▶ **What the exercise asks**:
Would you reproduce exactly the lines below from the one holding "repository 8c94bb03cf7d3e74" through the one holding "match found for", inclusive, and no others?

(Saved entries)
::::::::::
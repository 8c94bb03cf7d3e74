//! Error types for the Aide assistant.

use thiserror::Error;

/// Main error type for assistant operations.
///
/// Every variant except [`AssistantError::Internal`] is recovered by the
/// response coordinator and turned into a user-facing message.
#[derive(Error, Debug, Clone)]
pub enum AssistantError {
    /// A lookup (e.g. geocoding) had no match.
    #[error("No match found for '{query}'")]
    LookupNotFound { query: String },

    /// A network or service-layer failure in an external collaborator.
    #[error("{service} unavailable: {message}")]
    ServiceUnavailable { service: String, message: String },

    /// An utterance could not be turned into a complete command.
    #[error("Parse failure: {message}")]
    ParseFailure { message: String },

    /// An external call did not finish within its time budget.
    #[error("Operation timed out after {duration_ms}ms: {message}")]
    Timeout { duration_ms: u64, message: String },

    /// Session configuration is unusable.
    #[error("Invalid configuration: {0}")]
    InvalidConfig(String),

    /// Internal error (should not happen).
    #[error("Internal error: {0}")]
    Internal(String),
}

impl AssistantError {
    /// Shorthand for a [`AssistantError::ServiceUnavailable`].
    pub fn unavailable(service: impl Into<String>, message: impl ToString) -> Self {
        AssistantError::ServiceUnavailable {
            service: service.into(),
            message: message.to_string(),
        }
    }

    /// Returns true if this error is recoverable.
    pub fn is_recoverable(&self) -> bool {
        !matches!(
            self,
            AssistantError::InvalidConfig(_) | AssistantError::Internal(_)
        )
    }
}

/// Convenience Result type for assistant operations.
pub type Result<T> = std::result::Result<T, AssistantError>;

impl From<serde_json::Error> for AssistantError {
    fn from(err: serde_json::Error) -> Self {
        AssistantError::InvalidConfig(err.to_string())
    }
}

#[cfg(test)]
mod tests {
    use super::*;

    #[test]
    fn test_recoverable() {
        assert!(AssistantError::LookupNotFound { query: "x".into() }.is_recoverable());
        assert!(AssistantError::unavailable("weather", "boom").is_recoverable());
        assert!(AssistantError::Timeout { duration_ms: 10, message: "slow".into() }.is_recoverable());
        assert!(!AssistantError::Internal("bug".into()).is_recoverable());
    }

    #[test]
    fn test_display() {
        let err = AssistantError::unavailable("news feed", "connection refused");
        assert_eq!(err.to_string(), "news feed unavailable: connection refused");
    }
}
::::::::::
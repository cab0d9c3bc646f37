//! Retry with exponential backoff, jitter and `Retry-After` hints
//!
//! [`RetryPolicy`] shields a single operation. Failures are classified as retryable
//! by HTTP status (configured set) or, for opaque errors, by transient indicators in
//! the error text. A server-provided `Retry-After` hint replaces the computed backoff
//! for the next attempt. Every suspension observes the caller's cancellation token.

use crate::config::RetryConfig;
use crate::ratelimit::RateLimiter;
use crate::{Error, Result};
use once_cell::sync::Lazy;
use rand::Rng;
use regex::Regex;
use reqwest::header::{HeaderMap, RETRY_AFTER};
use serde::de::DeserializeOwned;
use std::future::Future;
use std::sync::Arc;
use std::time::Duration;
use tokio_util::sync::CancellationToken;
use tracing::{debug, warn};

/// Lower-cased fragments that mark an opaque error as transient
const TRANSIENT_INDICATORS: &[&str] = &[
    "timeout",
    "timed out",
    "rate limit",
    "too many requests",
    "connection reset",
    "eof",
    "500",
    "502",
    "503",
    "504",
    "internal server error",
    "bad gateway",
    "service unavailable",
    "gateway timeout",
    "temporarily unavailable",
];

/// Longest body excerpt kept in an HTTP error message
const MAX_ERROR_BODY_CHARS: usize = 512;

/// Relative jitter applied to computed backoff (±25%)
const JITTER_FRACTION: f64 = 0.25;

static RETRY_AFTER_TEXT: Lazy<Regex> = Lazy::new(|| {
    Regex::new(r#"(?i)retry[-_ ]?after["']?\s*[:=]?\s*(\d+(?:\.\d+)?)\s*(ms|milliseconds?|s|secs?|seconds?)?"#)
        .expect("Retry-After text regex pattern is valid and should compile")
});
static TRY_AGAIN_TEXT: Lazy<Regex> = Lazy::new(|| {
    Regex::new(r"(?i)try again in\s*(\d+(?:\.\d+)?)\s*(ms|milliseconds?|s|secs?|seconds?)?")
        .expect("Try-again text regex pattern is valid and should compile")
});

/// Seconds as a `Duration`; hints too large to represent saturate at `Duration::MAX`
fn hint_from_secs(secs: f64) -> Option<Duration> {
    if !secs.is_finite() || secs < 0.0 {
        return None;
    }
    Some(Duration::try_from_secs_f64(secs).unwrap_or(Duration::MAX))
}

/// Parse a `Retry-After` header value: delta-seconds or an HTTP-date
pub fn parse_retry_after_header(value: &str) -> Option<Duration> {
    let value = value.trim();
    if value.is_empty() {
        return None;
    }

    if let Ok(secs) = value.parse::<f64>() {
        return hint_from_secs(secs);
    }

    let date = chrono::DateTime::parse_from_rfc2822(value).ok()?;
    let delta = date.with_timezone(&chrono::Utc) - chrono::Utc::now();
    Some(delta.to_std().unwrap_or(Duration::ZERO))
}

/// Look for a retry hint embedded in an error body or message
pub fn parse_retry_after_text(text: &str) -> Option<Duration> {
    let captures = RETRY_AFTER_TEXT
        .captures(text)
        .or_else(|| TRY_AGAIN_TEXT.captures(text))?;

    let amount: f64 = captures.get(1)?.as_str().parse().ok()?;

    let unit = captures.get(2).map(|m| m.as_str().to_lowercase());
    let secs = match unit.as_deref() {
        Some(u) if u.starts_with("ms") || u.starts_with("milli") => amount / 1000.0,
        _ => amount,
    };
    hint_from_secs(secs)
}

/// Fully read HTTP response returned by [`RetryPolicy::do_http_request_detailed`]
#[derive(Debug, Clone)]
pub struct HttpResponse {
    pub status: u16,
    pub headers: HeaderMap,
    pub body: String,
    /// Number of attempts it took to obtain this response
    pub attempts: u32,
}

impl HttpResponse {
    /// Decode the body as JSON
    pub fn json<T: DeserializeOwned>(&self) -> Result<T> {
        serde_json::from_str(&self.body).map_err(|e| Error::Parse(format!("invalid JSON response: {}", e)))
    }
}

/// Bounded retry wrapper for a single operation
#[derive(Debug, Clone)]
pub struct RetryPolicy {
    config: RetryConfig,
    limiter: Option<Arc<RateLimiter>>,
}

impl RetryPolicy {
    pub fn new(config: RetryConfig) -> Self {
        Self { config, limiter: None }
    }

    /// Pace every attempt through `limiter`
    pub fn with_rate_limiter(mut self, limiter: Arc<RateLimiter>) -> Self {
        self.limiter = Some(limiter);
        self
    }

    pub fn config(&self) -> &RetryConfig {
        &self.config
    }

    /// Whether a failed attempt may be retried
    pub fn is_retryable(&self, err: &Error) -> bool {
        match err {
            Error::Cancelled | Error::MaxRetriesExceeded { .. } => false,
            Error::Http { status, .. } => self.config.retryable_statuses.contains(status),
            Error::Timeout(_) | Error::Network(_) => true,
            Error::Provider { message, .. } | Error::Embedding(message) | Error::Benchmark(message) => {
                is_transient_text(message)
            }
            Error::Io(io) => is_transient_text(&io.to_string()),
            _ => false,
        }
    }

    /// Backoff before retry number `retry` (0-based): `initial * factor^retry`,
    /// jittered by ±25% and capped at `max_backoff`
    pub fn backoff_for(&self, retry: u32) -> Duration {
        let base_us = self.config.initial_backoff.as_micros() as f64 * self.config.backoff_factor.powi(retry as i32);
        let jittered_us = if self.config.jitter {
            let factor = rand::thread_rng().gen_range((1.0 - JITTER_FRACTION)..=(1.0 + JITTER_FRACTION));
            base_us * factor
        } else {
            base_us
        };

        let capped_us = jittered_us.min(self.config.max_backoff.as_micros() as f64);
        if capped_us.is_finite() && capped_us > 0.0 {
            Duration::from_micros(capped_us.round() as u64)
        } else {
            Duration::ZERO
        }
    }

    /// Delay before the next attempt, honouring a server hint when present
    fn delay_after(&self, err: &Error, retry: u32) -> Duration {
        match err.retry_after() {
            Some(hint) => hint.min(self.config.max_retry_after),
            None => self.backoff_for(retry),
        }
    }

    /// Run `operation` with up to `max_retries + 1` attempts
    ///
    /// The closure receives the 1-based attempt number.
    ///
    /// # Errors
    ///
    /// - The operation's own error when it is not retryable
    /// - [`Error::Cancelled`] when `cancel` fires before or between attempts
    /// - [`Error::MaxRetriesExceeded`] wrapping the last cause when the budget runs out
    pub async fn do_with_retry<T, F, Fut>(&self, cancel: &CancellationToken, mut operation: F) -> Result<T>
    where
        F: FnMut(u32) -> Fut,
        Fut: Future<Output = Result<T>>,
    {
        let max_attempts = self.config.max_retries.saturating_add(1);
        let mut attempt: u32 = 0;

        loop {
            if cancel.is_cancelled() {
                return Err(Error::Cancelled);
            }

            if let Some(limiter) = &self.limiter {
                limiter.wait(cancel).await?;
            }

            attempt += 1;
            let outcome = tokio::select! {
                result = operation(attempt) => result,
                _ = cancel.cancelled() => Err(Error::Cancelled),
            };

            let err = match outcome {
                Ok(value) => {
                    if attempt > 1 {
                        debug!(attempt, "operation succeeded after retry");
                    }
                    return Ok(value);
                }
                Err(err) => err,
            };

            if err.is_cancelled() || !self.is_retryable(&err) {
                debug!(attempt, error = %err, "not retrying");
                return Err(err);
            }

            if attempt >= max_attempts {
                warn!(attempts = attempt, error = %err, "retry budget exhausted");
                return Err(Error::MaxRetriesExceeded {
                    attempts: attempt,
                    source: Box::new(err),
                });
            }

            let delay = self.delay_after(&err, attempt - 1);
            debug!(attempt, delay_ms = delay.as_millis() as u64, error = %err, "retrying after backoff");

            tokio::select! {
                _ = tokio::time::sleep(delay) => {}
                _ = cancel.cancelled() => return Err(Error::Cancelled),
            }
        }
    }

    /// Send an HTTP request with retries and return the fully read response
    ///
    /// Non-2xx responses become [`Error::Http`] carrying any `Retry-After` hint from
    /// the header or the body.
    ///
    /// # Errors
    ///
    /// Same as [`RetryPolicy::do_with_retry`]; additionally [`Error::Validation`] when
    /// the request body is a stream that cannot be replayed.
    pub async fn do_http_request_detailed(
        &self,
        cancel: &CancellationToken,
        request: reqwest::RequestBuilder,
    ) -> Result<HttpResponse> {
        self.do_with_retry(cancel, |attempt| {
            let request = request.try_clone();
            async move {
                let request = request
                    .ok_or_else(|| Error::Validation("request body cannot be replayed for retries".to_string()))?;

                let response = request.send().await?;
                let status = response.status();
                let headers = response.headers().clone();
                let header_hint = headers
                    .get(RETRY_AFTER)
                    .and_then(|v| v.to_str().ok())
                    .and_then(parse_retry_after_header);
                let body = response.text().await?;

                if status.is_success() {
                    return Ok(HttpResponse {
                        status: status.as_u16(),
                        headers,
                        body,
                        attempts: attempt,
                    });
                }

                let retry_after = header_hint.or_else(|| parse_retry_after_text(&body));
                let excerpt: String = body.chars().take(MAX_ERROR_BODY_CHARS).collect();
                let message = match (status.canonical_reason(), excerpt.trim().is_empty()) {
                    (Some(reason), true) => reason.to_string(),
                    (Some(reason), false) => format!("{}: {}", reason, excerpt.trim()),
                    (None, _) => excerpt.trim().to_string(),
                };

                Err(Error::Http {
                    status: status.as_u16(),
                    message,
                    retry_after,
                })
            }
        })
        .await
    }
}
::::::::::
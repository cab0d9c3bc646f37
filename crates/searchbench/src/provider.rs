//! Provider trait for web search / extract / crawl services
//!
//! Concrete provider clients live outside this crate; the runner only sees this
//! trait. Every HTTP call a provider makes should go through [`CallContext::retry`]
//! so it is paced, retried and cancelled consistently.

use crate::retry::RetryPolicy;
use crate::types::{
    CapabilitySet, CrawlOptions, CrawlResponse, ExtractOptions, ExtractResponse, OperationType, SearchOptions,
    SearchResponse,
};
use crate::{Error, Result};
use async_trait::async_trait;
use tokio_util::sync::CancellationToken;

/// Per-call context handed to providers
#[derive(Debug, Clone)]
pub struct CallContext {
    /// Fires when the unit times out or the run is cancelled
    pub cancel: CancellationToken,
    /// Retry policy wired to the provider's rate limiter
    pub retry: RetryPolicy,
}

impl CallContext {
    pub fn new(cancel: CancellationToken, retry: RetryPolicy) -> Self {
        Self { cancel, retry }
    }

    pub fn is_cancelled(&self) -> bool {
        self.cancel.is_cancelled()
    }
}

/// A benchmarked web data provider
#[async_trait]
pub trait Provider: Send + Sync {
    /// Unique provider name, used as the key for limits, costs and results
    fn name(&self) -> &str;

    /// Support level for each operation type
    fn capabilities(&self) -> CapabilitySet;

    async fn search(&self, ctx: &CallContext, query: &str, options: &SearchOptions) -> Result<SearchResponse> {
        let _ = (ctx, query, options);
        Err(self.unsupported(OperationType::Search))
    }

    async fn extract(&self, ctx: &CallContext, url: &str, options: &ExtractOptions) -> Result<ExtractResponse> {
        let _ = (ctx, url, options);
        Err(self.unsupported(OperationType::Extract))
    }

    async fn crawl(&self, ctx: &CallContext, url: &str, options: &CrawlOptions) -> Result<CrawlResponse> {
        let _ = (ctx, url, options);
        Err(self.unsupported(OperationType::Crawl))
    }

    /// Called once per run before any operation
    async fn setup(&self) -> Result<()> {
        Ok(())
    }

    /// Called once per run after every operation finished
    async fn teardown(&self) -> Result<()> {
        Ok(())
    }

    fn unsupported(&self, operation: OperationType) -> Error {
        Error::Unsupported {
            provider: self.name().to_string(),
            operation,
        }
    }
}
::::::::::
▶ **Answer below**:
repository 8c94bb03cf7d3e74
//! Error types for the Aide assistant.

use thiserror::Error;

/// Main error type for assistant operations.
///
/// Every variant except [`AssistantError::Internal`] is recovered by the
/// response coordinator and turned into a user-facing message.
#[derive(Error, Debug, Clone)]
pub enum AssistantError {
    /// A lookup (e.g. geocoding) had no match.
    #[error("No match found for '{query}'")]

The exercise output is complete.